Ralph Neville, 4th Baron Neville of Raby, and 1st earl of Westmorland (1364–1425), eldest son of John, 3rd Baron Neville, and his wife Maud Percy (see Neville, Family), was knighted by Thomas of Woodstock, afterwards duke of Gloucester, during the French expedition of 1380, and succeeded to his father's barony in 1388. He had been joint warden of the west march in 1386, and was reappointed for a new term in 1390. In 1391 he was put on the commission which undertook the duties of constable in place of the duke of Gloucester, and he was repeatedly engaged in negotiations with the Scots. His support of the court party against the lords appellant was rewarded in 1397 by the earldom of Westmorland.

Westmorland married as his second wife Joan Beaufort, half-sister of Henry of Lancaster, afterwards Henry IV, whom he joined on his landing in Yorkshire in 1399. He already held the castles of Brancepeth, Raby, Middleham and Sheriff Hutton when he received from Henry IV the honour and lordship of Richmond for life.

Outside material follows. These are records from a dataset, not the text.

use crate::convert::to_pcm_i16;
use std::io::{Seek, Write};
use std::path::Path;
use thiserror::Error;

/// A finished mono recording: mastered `f32` samples and the rate they were rendered at.
#[derive(Clone, Debug, PartialEq)]
pub struct AudioSample {
    sample_rate: u32,
    data: Box<[f32]>,
}

impl AudioSample {
    pub fn new_mono(sample_rate: u32, data: Vec<f32>) -> Self {
        Self {
            sample_rate,
            data: data.into_boxed_slice(),
        }
    }

    pub fn sample_rate(&self) -> u32 {
        self.sample_rate
    }

    pub fn length(&self) -> usize {
        self.data.len()
    }

    pub fn data(&self) -> &[f32] {
        &self.data
    }

    pub fn duration_seconds(&self) -> f64 {
        if self.sample_rate == 0 {
            return 0.0;
        }
        self.data.len() as f64 / self.sample_rate as f64
    }

    pub fn to_pcm_i16(&self) -> Vec<i16> {
        to_pcm_i16(&self.data)
    }

    fn wav_spec(&self) -> hound::WavSpec {
        hound::WavSpec {
            channels: 1,
            sample_rate: self.sample_rate,
            bits_per_sample: 16,
            sample_format: hound::SampleFormat::Int,
        }
    }

    /// Writes the sample as a 16-bit mono WAV file, replacing anything at `path`.
    pub fn write_wav(&self, path: impl AsRef<Path>) -> Result<(), WriteAudioError> {
        let mut wav = hound::WavWriter::create(path, self.wav_spec())?;
        self.write_samples(&mut wav)
    }

    pub fn write_wav_to<W: Write + Seek>(&self, writer: W) -> Result<(), WriteAudioError> {
        let mut wav = hound::WavWriter::new(writer, self.wav_spec())?;
        self.write_samples(&mut wav)
    }

    fn write_samples<W: Write + Seek>(
        &self,
        wav: &mut hound::WavWriter<W>,
    ) -> Result<(), WriteAudioError> {
        let mut writer = wav.get_i16_writer(self.data.len() as u32);
        for sample in self.to_pcm_i16() {
            writer.write_sample(sample);
        }
        writer.flush()?;
        Ok(())
    }
}

#[derive(Error, Debug)]
pub enum WriteAudioError {
    #[error("IO error: {0}")]
    IoError(std::io::Error),
    #[error("Format error: {0}")]
    BadFormat(&'static str),
    #[error("Unexpected error")]
    UnexpectedError,
}

impl From<hound::Error> for WriteAudioError {
    fn from(err: hound::Error) -> Self {
        use hound::Error as A;
        use WriteAudioError as B;
        match err {
            A::IoError(inner) => B::IoError(inner),
            A::FormatError(inner) => B::BadFormat(inner),
            A::Unsupported => B::BadFormat("Unsupported format"),
            A::TooWide => B::BadFormat("Sample does not fit in 16 bits"),
            _ => B::UnexpectedError,
        }
    }
}

#[cfg(test)]
mod test {
    use super::*;
    use std::io::Cursor;

    #[test]
    fn test_wav_round_trip() {
        let sample = AudioSample::new_mono(22050, vec![0.0, 0.5, -1.0, 1.5]);
        let mut bytes = Cursor::new(Vec::new());
        sample.write_wav_to(&mut bytes).unwrap();

        bytes.set_position(0);
        let reader = hound::WavReader::new(bytes).unwrap();
        let spec = reader.spec();
        assert_eq!(spec.channels, 1);
        assert_eq!(spec.sample_rate, 22050);
        assert_eq!(spec.bits_per_sample, 16);
        let pcm: Vec<i16> = reader.into_samples::<i16>().collect::<Result<_, _>>().unwrap();
        assert_eq!(pcm, vec![0, 16383, -32767, 32767]);
    }

    #[test]
    fn test_duration() {
        let sample = AudioSample::new_mono(44100, vec![0.0; 22050]);
        assert_eq!(sample.length(), 22050);
        assert_eq!(sample.duration_seconds(), 0.5);
        assert_eq!(AudioSample::new_mono(0, vec![0.0; 4]).duration_seconds(), 0.0);
    }
}
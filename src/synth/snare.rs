use super::envelope::{exp_decay, linear_ramp};
use super::noise::{recursive_filter, white_noise};
use super::oscillators::{cycle, sine};
use crate::util::{offset_samples, sample_count, sample_time};
use rand::Rng;

/// Pitch of the drum body, in Hz.
const BODY_HZ: f32 = 200.0;

/// Length of the onset ramp, in seconds.
const ATTACK_SECONDS: f64 = 0.001;

/// Tunings of the snare model. The two presets are kept distinct on purpose:
/// each voice context was voiced against its own one.
#[derive(Debug, Clone, Copy, PartialEq, Eq)]
pub enum SnarePreset {
    /// Short and bright, with a hard onset. Used by voices dedicated to snare.
    Crisp,
    /// Slightly longer and darker. Used for hits scattered through other voices.
    Standard,
}

impl SnarePreset {
    /// Rate of the exponential amplitude decay, per second.
    pub fn decay(&self) -> f32 {
        match self {
            SnarePreset::Crisp => 25.0,
            SnarePreset::Standard => 20.0,
        }
    }

    /// Feedback coefficient of the noise colouring filter.
    pub fn feedback(&self) -> f32 {
        match self {
            SnarePreset::Crisp => -0.92,
            SnarePreset::Standard => -0.95,
        }
    }

    /// Gain reached at the end of the onset ramp.
    pub fn attack_gain(&self) -> f32 {
        match self {
            SnarePreset::Crisp => 3.0,
            SnarePreset::Standard => 2.0,
        }
    }
}

/// Generates a snare hit. The model is unpitched, so no frequency is taken.
pub fn snare<R: Rng + ?Sized>(
    duration: f32,
    sample_rate: u32,
    amplitude: f32,
    preset: SnarePreset,
    rng: &mut R,
) -> Vec<f32> {
    let len = sample_count(duration, sample_rate);

    let mut rattle = white_noise(rng, len, 0.75);
    recursive_filter(&mut rattle, &[preset.feedback()]);

    let mut samples: Vec<f32> = rattle
        .into_iter()
        .enumerate()
        .map(|(idx, noise)| {
            let t = sample_time(idx, sample_rate);
            let body = 0.25 * sine(cycle(BODY_HZ, idx, sample_rate))
                + 0.1 * sine(cycle(BODY_HZ * 1.5, idx, sample_rate));
            amplitude * exp_decay(preset.decay(), t) * (body + noise)
        })
        .collect();

    let attack = offset_samples(ATTACK_SECONDS, sample_rate);
    linear_ramp(&mut samples, attack, 0.0, preset.attack_gain());
    samples
}

#[cfg(test)]
mod test {
    use super::*;
    use rand::{rngs::StdRng, SeedableRng};

    fn energy(samples: &[f32]) -> f32 {
        samples.iter().map(|s| s * s).sum()
    }

    #[test]
    fn test_length() {
        let mut rng = StdRng::seed_from_u64(1);
        assert_eq!(snare(0.25, 44100, 0.5, SnarePreset::Crisp, &mut rng).len(), 11025);
        assert!(snare(0.0, 44100, 0.5, SnarePreset::Crisp, &mut rng).is_empty());
    }

    #[test]
    fn test_onset_starts_at_zero() {
        let mut rng = StdRng::seed_from_u64(2);
        let samples = snare(0.25, 44100, 0.5, SnarePreset::Standard, &mut rng);
        assert_eq!(samples[0], 0.0);
        assert!(samples.iter().any(|&s| s != 0.0));
    }

    #[test]
    fn test_energy_decays() {
        let mut rng = StdRng::seed_from_u64(3);
        let samples = snare(0.5, 44100, 0.5, SnarePreset::Crisp, &mut rng);
        let early = energy(&samples[..2205]);
        let late = energy(&samples[8820..11025]);
        assert!(late < early * 0.05, "early {early} late {late}");
    }

    #[test]
    fn test_presets_differ() {
        assert_ne!(SnarePreset::Crisp, SnarePreset::Standard);
        assert!(SnarePreset::Crisp.decay() > SnarePreset::Standard.decay());
        assert!(SnarePreset::Crisp.attack_gain() > SnarePreset::Standard.attack_gain());

        // The slower decay leaves more energy in the tail.
        let crisp = snare(0.5, 44100, 0.5, SnarePreset::Crisp, &mut StdRng::seed_from_u64(4));
        let standard = snare(0.5, 44100, 0.5, SnarePreset::Standard, &mut StdRng::seed_from_u64(4));
        let tail = 4410..22050;
        assert!(energy(&standard[tail.clone()]) > energy(&crisp[tail]));
    }

    #[test]
    fn test_seeded_hits_repeat() {
        let a = snare(0.1, 44100, 0.5, SnarePreset::Crisp, &mut StdRng::seed_from_u64(9));
        let b = snare(0.1, 44100, 0.5, SnarePreset::Crisp, &mut StdRng::seed_from_u64(9));
        assert_eq!(a, b);
    }
}
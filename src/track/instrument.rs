use crate::note;
use crate::synth::{Instrument, SnarePreset, Waveform};
use std::fmt;

/// How a voice is played, derived from its name.
#[derive(Debug, Clone, Copy, PartialEq, Eq)]
pub enum InstrumentType {
    Melody,
    Chords,
    Bass,
    Timpani,
    Snare,
    Cannon,
    Explosion,
}

/// Name keywords in priority order. The first keyword found in the lower-cased voice name wins.
pub const NAME_KEYWORDS: [(&str, InstrumentType); 9] = [
    ("melody", InstrumentType::Melody),
    ("chord", InstrumentType::Chords),
    ("bass", InstrumentType::Bass),
    ("timpani", InstrumentType::Timpani),
    ("percussion", InstrumentType::Timpani),
    ("snare", InstrumentType::Snare),
    ("fire", InstrumentType::Cannon),
    ("impact", InstrumentType::Explosion),
    ("metal", InstrumentType::Explosion),
];

const CHORDS_CHORD_AMPLITUDE: f32 = 0.3;
const CHORD_AMPLITUDE: f32 = 0.25;
const SNARE_AMPLITUDE: f32 = 0.5;

impl InstrumentType {
    pub fn from_name(name: &str) -> Self {
        let name = name.to_lowercase();
        NAME_KEYWORDS
            .iter()
            .find(|(keyword, _)| name.contains(keyword))
            .map(|&(_, instrument)| instrument)
            .unwrap_or(InstrumentType::Melody)
    }

    /// Level of each bracketed chord in a voice of this type.
    pub fn chord_amplitude(&self) -> f32 {
        match self {
            InstrumentType::Chords => CHORDS_CHORD_AMPLITUDE,
            _ => CHORD_AMPLITUDE,
        }
    }

    /// The instrument that plays a single `symbol` in a voice of this type.
    pub fn note_instrument(&self, symbol: &str) -> Instrument {
        if note::is_percussion(symbol) {
            let preset = match self {
                InstrumentType::Snare => SnarePreset::Crisp,
                _ => SnarePreset::Standard,
            };
            return Instrument::Snare {
                preset,
                amplitude: SNARE_AMPLITUDE,
            };
        }
        match self {
            InstrumentType::Melody => Instrument::Tone {
                waveform: Waveform::Mixed,
                amplitude: 0.4,
            },
            InstrumentType::Bass => Instrument::Tone {
                waveform: Waveform::Sawtooth,
                amplitude: 0.35,
            },
            InstrumentType::Chords => Instrument::Tone {
                waveform: Waveform::Sine,
                amplitude: 0.3,
            },
            InstrumentType::Timpani => Instrument::Timpani { amplitude: 0.4 },
            // Snare voices only sound on percussion hits.
            InstrumentType::Snare => Instrument::Silence,
            InstrumentType::Cannon => Instrument::Cannon { amplitude: 0.9 },
            InstrumentType::Explosion => Instrument::Explosion { amplitude: 0.8 },
        }
    }
}

impl fmt::Display for InstrumentType {
    fn fmt(&self, f: &mut fmt::Formatter<'_>) -> fmt::Result {
        let name = match self {
            InstrumentType::Melody => "melody",
            InstrumentType::Chords => "chords",
            InstrumentType::Bass => "bass",
            InstrumentType::Timpani => "timpani",
            InstrumentType::Snare => "snare",
            InstrumentType::Cannon => "cannon",
            InstrumentType::Explosion => "explosion",
        };
        f.write_str(name)
    }
}

#[cfg(test)]
mod test {
    use super::*;
    use super::InstrumentType::*;

    #[test]
    fn test_from_name() {
        assert_eq!(InstrumentType::from_name("Melody"), Melody);
        assert_eq!(InstrumentType::from_name("Chords"), Chords);
        assert_eq!(InstrumentType::from_name("Bass Line"), Bass);
        assert_eq!(InstrumentType::from_name("TIMPANI"), Timpani);
        assert_eq!(InstrumentType::from_name("percussion"), Timpani);
        assert_eq!(InstrumentType::from_name("Snare"), Snare);
        assert_eq!(InstrumentType::from_name("Cannon Fire"), Cannon);
        assert_eq!(InstrumentType::from_name("Impact"), Explosion);
        assert_eq!(InstrumentType::from_name("Metal Clang"), Explosion);
        assert_eq!(InstrumentType::from_name("Strings"), Melody);
        assert_eq!(InstrumentType::from_name(""), Melody);
    }

    #[test]
    fn test_precedence() {
        assert_eq!(InstrumentType::from_name("Melody Chords"), Melody);
        assert_eq!(InstrumentType::from_name("Bass Chord"), Chords);
        assert_eq!(InstrumentType::from_name("Snare Percussion"), Timpani);
        assert_eq!(InstrumentType::from_name("Fire Impact"), Cannon);
        assert_eq!(InstrumentType::from_name("Metal Snare"), Snare);
    }

    #[test]
    fn test_percussion_hits_use_snare_presets() {
        assert_eq!(
            Snare.note_instrument("x"),
            Instrument::Snare {
                preset: SnarePreset::Crisp,
                amplitude: 0.5
            }
        );
        for instrument in [Melody, Chords, Bass, Timpani, Cannon, Explosion] {
            assert_eq!(
                instrument.note_instrument("x"),
                Instrument::Snare {
                    preset: SnarePreset::Standard,
                    amplitude: 0.5
                }
            );
        }
    }

    #[test]
    fn test_pitched_notes() {
        assert_eq!(Snare.note_instrument("C"), Instrument::Silence);
        assert_eq!(Cannon.note_instrument("C,"), Instrument::Cannon { amplitude: 0.9 });
        assert_eq!(
            Bass.note_instrument("C,"),
            Instrument::Tone {
                waveform: Waveform::Sawtooth,
                amplitude: 0.35
            }
        );
        assert_eq!(Chords.chord_amplitude(), 0.3);
        assert_eq!(Melody.chord_amplitude(), 0.25);
    }
}
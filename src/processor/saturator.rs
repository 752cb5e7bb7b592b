use super::Processor;

/// A `tanh` soft clipper with input drive and output makeup gain.
pub struct Saturator {
    drive: f32,
    makeup: f32,
}

impl Saturator {
    pub fn new(drive: f32, makeup: f32) -> Self {
        Self { drive, makeup }
    }

    pub fn saturate(&self, sample: f32) -> f32 {
        (self.drive * sample).tanh() * self.makeup
    }
}

impl Processor for Saturator {
    fn process(&mut self, samples: &mut [f32]) {
        for sample in samples.iter_mut() {
            *sample = self.saturate(*sample);
        }
    }
}
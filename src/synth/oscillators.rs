use std::f32::consts::PI;

/// Position within the waveform cycle, in `[0, 1)`, of a tone at `frequency` after `idx` samples.
///
/// Computed in double precision so long notes don't drift.
pub fn cycle(frequency: f32, idx: usize, sample_rate: u32) -> f32 {
    (frequency as f64 * idx as f64 / sample_rate as f64).fract() as f32
}

pub fn sine(phase: f32) -> f32 {
    (2.0 * PI * phase).sin()
}

/// The sign of a sine at the same phase, so the wave starts at zero.
pub fn square(phase: f32) -> f32 {
    let s = sine(phase);
    if s == 0.0 {
        0.0
    } else {
        s.signum()
    }
}

pub fn tri(phase: f32) -> f32 {
    2.0 * (2.0 * phase - 1.0).abs() - 1.0
}

pub fn saw(phase: f32) -> f32 {
    2.0 * phase - 1.0
}

/// Oscillator shapes available to the melodic tone generator.
#[derive(Debug, Clone, Copy, PartialEq, Eq)]
pub enum Waveform {
    Square,
    Triangle,
    Sawtooth,
    Sine,
    /// 70% square and 30% triangle, for a chiptune lead.
    Mixed,
}

impl Waveform {
    pub fn sample(&self, phase: f32) -> f32 {
        match self {
            Waveform::Square => square(phase),
            Waveform::Triangle => tri(phase),
            Waveform::Sawtooth => saw(phase),
            Waveform::Sine => sine(phase),
            Waveform::Mixed => 0.7 * square(phase) + 0.3 * tri(phase),
        }
    }
}
/// Symbol for a rest.
pub const REST: &str = "z";

/// Symbol for an unpitched percussion hit.
pub const PERCUSSION_HIT: &str = "x";

/// Frequencies of every symbol the notation understands, in Hz.
const PITCH_TABLE: [(&str, f32); 37] = [
    // Sub-bass
    ("A,,", 55.00),
    ("B,,", 61.74),
    ("C,,", 65.41),
    ("D,,", 73.42),
    ("E,,", 82.41),
    ("F,,", 87.31),
    ("G,,", 98.00),
    // Lower bass
    ("C,", 130.81),
    ("D,", 146.83),
    ("E,", 164.81),
    ("F,", 174.61),
    ("G,", 196.00),
    ("A,", 220.00),
    ("B,", 246.94),
    // Bass/tenor
    ("C", 261.63),
    ("D", 293.66),
    ("E", 329.63),
    ("F", 349.23),
    ("G", 392.00),
    ("A", 440.00),
    ("B", 493.88),
    // Treble
    ("c", 523.25),
    ("d", 587.33),
    ("e", 659.25),
    ("f", 698.46),
    ("g", 783.99),
    ("a", 880.00),
    ("b", 987.77),
    // High
    ("c'", 1046.50),
    ("d'", 1174.66),
    ("e'", 1318.51),
    ("f'", 1396.91),
    ("g'", 1567.98),
    ("a'", 1760.00),
    ("b'", 1975.53),
    // Specials: silence, and the nominal fundamental of a snare hit
    (REST, 0.0),
    (PERCUSSION_HIT, 200.0),
];

/// Looks up the frequency of a note symbol in Hz.
///
/// Symbols that are not in the table map to `0.0`, which every tone generator treats as silence.
pub fn frequency(symbol: &str) -> f32 {
    entry(symbol).map(|(_, hz)| hz).unwrap_or(0.0)
}

/// Whether the symbol appears in the pitch table.
pub fn is_known(symbol: &str) -> bool {
    entry(symbol).is_some()
}

/// Whether the symbol triggers a percussion hit rather than a pitched tone.
pub fn is_percussion(symbol: &str) -> bool {
    symbol == PERCUSSION_HIT
}

fn entry(symbol: &str) -> Option<(&'static str, f32)> {
    PITCH_TABLE.iter().copied().find(|(name, _)| *name == symbol)
}

#[cfg(test)]
mod test {
    use super::*;

    fn assert_hz(symbol: &str, expected: f32) {
        let actual = frequency(symbol);
        assert!(
            (actual - expected).abs() <= 1e-2,
            "{symbol}: expected {expected}, got {actual}"
        );
    }

    #[test]
    fn test_reference_pitches() {
        assert_hz("A,,", 55.0);
        assert_hz("G,,", 98.0);
        assert_hz("C,", 130.81);
        assert_hz("C", 261.63);
        assert_hz("A", 440.0);
        assert_hz("a", 880.0);
        assert_hz("g", 783.99);
        assert_hz("c'", 1046.5);
        assert_hz("b'", 1975.53);
    }

    #[test]
    fn test_full_table() {
        let documented = [
            ("A,,", 55.00),
            ("B,,", 61.74),
            ("C,,", 65.41),
            ("D,,", 73.42),
            ("E,,", 82.41),
            ("F,,", 87.31),
            ("G,,", 98.00),
            ("C,", 130.81),
            ("D,", 146.83),
            ("E,", 164.81),
            ("F,", 174.61),
            ("G,", 196.00),
            ("A,", 220.00),
            ("B,", 246.94),
            ("C", 261.63),
            ("D", 293.66),
            ("E", 329.63),
            ("F", 349.23),
            ("G", 392.00),
            ("A", 440.00),
            ("B", 493.88),
            ("c", 523.25),
            ("d", 587.33),
            ("e", 659.25),
            ("f", 698.46),
            ("g", 783.99),
            ("a", 880.00),
            ("b", 987.77),
            ("c'", 1046.50),
            ("d'", 1174.66),
            ("e'", 1318.51),
            ("f'", 1396.91),
            ("g'", 1567.98),
            ("a'", 1760.00),
            ("b'", 1975.53),
            ("z", 0.0),
            ("x", 200.0),
        ];
        assert_eq!(documented.len(), PITCH_TABLE.len());
        for (symbol, expected) in documented {
            assert!(is_known(symbol), "{symbol} missing");
            assert_hz(symbol, expected);
        }
    }

    #[test]
    fn test_specials() {
        assert_eq!(frequency(REST), 0.0);
        assert_eq!(frequency(PERCUSSION_HIT), 200.0);
        assert!(is_percussion("x"));
        assert!(!is_percussion("X"));
    }

    #[test]
    fn test_unknown_symbols_are_silent() {
        for symbol in ["", "H", "c''", "C,,,", "A,,,", "zz", "[CEG]"] {
            assert_eq!(frequency(symbol), 0.0);
            assert!(!is_known(symbol));
        }
    }

    #[test]
    fn test_every_letter_resolves_in_core_octaves() {
        for letter in ["A", "B", "C", "D", "E", "F", "G"] {
            let low = format!("{},", letter);
            let lower = letter.to_string();
            let upper = letter.to_lowercase();
            let high = format!("{}'", upper);
            for symbol in [low, lower, upper, high] {
                assert!(is_known(&symbol), "{symbol} missing");
                assert!(frequency(&symbol) > 100.0);
            }
        }
    }

    #[test]
    fn test_octaves_ascend() {
        assert!(frequency("C,") < frequency("C"));
        assert!(frequency("C") < frequency("c"));
        assert!(frequency("c") < frequency("c'"));
        assert!((frequency("a") / frequency("A") - 2.0).abs() < 1e-4);
    }
}
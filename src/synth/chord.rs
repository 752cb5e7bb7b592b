use super::oscillators::Waveform;
use super::tone::tone;
use crate::audio::buffer::AudioBufferMut;
use crate::note;
use crate::util::sample_count;

/// Generates a chord as a sum of sine tones.
///
/// Each tone gets `amplitude / symbols.len()` so a chord is about as loud as a single note.
/// Symbols missing from the pitch table contribute nothing.
pub fn chord<S: AsRef<str>>(
    symbols: &[S],
    duration: f32,
    sample_rate: u32,
    amplitude: f32,
) -> Vec<f32> {
    let mut samples = vec![0.0; sample_count(duration, sample_rate)];
    if symbols.is_empty() {
        return samples;
    }

    let voice_amplitude = amplitude / symbols.len() as f32;
    for symbol in symbols.iter().map(AsRef::as_ref).filter(|s| note::is_known(s)) {
        let frequency = note::frequency(symbol);
        let voice = tone(frequency, duration, sample_rate, voice_amplitude, Waveform::Sine);
        samples.as_mut_slice().add(voice.as_slice());
    }
    samples
}
use crate::audio::AudioSample;
use crate::constants::DEFAULT_SAMPLE_RATE;
use crate::processor::{MasteringContext, Mixer, Normalizer, Processor};
use crate::score::{Score, Voice};
use crate::track::{render_track, InstrumentType};
use rand::{rngs::StdRng, SeedableRng};
use rayon::prelude::*;
use tracing::debug;

/// Spreads voice ids across the seed space so neighbouring voices get unrelated noise.
const VOICE_SEED_MULTIPLIER: u64 = 0x9E37_79B9_7F4A_7C15;

#[derive(Debug, Clone, Copy, PartialEq)]
pub struct RenderOptions {
    pub sample_rate: u32,
    /// Makes noise-based instruments reproducible. Fresh entropy is used when absent.
    pub seed: Option<u64>,
    pub context: MasteringContext,
}

impl Default for RenderOptions {
    fn default() -> Self {
        Self {
            sample_rate: DEFAULT_SAMPLE_RATE,
            seed: None,
            context: MasteringContext::Standard,
        }
    }
}

#[derive(Debug, Clone, PartialEq)]
pub enum RenderOutcome {
    Rendered(AudioSample),
    /// The score has no voices, or every voice rendered to zero samples.
    Empty,
}

/// Renders whole scores: voices in parallel, then mixing and mastering.
pub struct RenderEngine {
    options: RenderOptions,
}

impl RenderEngine {
    pub fn new(options: RenderOptions) -> Self {
        Self { options }
    }

    /// Parses and renders notation text.
    pub fn render_text(&self, text: &str) -> RenderOutcome {
        self.render(&Score::parse(text))
    }

    pub fn render(&self, score: &Score) -> RenderOutcome {
        if score.is_empty() {
            return RenderOutcome::Empty;
        }

        let tracks = self.render_tracks(score);
        let mut mixed = Mixer::new(self.options.sample_rate).mix(&tracks);
        if mixed.is_empty() {
            return RenderOutcome::Empty;
        }

        Normalizer::for_context(self.options.context).process(&mut mixed);
        RenderOutcome::Rendered(AudioSample::new_mono(self.options.sample_rate, mixed))
    }

    /// Renders each voice to its own track, in voice id order.
    pub fn render_tracks(&self, score: &Score) -> Vec<Vec<f32>> {
        let voices: Vec<&Voice> = score.voices().collect();
        voices
            .par_iter()
            .map(|voice| {
                let instrument = InstrumentType::from_name(&voice.name);
                let mut rng = self.voice_rng(voice.id);
                let track = render_track(
                    voice,
                    score.tempo,
                    self.options.sample_rate,
                    instrument,
                    &mut rng,
                );
                debug!(
                    voice = voice.id,
                    name = %voice.name,
                    %instrument,
                    events = voice.events.len(),
                    samples = track.len(),
                    "Rendered voice"
                );
                track
            })
            .collect()
    }

    fn voice_rng(&self, voice_id: u32) -> StdRng {
        match self.options.seed {
            Some(seed) => {
                StdRng::seed_from_u64(seed ^ (voice_id as u64).wrapping_mul(VOICE_SEED_MULTIPLIER))
            }
            None => StdRng::from_entropy(),
        }
    }
}

impl Default for RenderEngine {
    fn default() -> Self {
        Self::new(RenderOptions::default())
    }
}

#[cfg(test)]
mod test {
    use super::*;
    use crate::util::peak;

    const MELODY: &str =
        "X:1\nT:Test\nM:4/4\nL:1/8\nQ:1/4=120\nK:C\nV:1 name=\"Melody\"\nCDEF2z2\n";

    fn rendered(outcome: RenderOutcome) -> AudioSample {
        match outcome {
            RenderOutcome::Rendered(sample) => sample,
            RenderOutcome::Empty => panic!("expected audio"),
        }
    }

    #[test]
    fn test_melody_end_to_end() {
        let engine = RenderEngine::default();
        let sample = rendered(engine.render_text(MELODY));
        assert_eq!(sample.sample_rate(), 44100);
        // 3 * 0.25 s + 2 * 0.5 s, plus nothing from the reverb.
        assert_eq!(sample.length(), 77175);
        assert!((peak(sample.data()) - 0.85).abs() < 1e-4);
        assert!(sample.data()[77175 - 22050..].iter().all(|&s| s.abs() < 0.2));
    }

    #[test]
    fn test_ending_context_is_quieter() {
        let engine = RenderEngine::new(RenderOptions {
            context: MasteringContext::Ending,
            ..Default::default()
        });
        let sample = rendered(engine.render_text(MELODY));
        assert!((peak(sample.data()) - 0.6).abs() < 1e-4);
    }

    #[test]
    fn test_nothing_to_render() {
        let engine = RenderEngine::default();
        assert_eq!(engine.render_text(""), RenderOutcome::Empty);
        assert_eq!(engine.render(&Score::default()), RenderOutcome::Empty);
        // Without a key line the implicit voice has no events and mixes to nothing.
        assert_eq!(engine.render_text("X:1\nT:Nothing\n"), RenderOutcome::Empty);
    }

    #[test]
    fn test_oversized_durations_do_not_abort() {
        let engine = RenderEngine::default();
        let sample = rendered(engine.render_text("K:C\nC999999999 D\n"));
        assert_eq!(sample.length(), 11025);

        // Only the absurd note is present, so nothing is left to render.
        assert_eq!(engine.render_text("K:C\nC999999999\n"), RenderOutcome::Empty);
    }

    #[test]
    fn test_all_rests_stay_silent() {
        let engine = RenderEngine::default();
        let sample = rendered(engine.render_text("K:C\nz4\n"));
        assert_eq!(sample.length(), 44100);
        assert!(sample.data().iter().all(|&s| s == 0.0));
    }

    #[test]
    fn test_seeded_renders_are_reproducible() {
        let text = concat!(
            "L:1/8\nQ:1/4=120\nK:C\n",
            "V:1 name=\"Melody\"\nC4\n",
            "V:2 name=\"Snare\"\nx2x2\n",
            "V:3 name=\"Impact\"\nC,4\n",
        );
        let options = RenderOptions {
            seed: Some(42),
            ..Default::default()
        };
        let first = RenderEngine::new(options).render_text(text);
        let second = RenderEngine::new(options).render_text(text);
        assert_eq!(first, second);

        let other = RenderEngine::new(RenderOptions {
            seed: Some(43),
            ..Default::default()
        })
        .render_text(text);
        assert_ne!(first, other);
    }

    #[test]
    fn test_tracks_follow_voice_order() {
        let text = "K:C\nV:2 name=\"Bass\"\nC4\nV:1 name=\"Melody\"\nC2\n";
        let score = Score::parse(text);
        let tracks = RenderEngine::default().render_tracks(&score);
        assert_eq!(tracks.len(), 2);
        assert_eq!(tracks[0].len(), 22050);
        assert_eq!(tracks[1].len(), 44100);
    }
}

The only rivals of the Nevilles in the north were the Percies, whose power was broken at Shrewsbury in 1403. Both marches had been in their hands, but the wardenship of the west marches was now assigned to Westmorland, whose influence was also paramount in the east, which was under the nominal wardenship of the young Prince John, afterwards duke of Bedford. Westmorland had prevented Northumberland from marching to reinforce Hotspur in 1403, and before embarking on a new revolt he sought to secure his enemy, surrounding, but too late, one of Sir Ralph Eure's castles where the earl had been staying. In May the Percies were in revolt, with the Earl Marshal, Thomas, 4th Earl of Norfolk, and Richard le Scrope, Archbishop of York. Westmorland met them on Shipton Moor, near York, on 29 May 1405, and suggested a parley between the leaders. By pretending accord with the archbishop, the earl induced him to allow his followers to disperse. Scrope and Mowbray were then seized and handed over to Henry at Pontefract on 3 January. The improbabilities of this narrative have led some writers to think, in face of contemporary authorities, that Scrope and Mowbray must have surrendered voluntarily. If Westmorland betrayed them he at least had no share in their execution.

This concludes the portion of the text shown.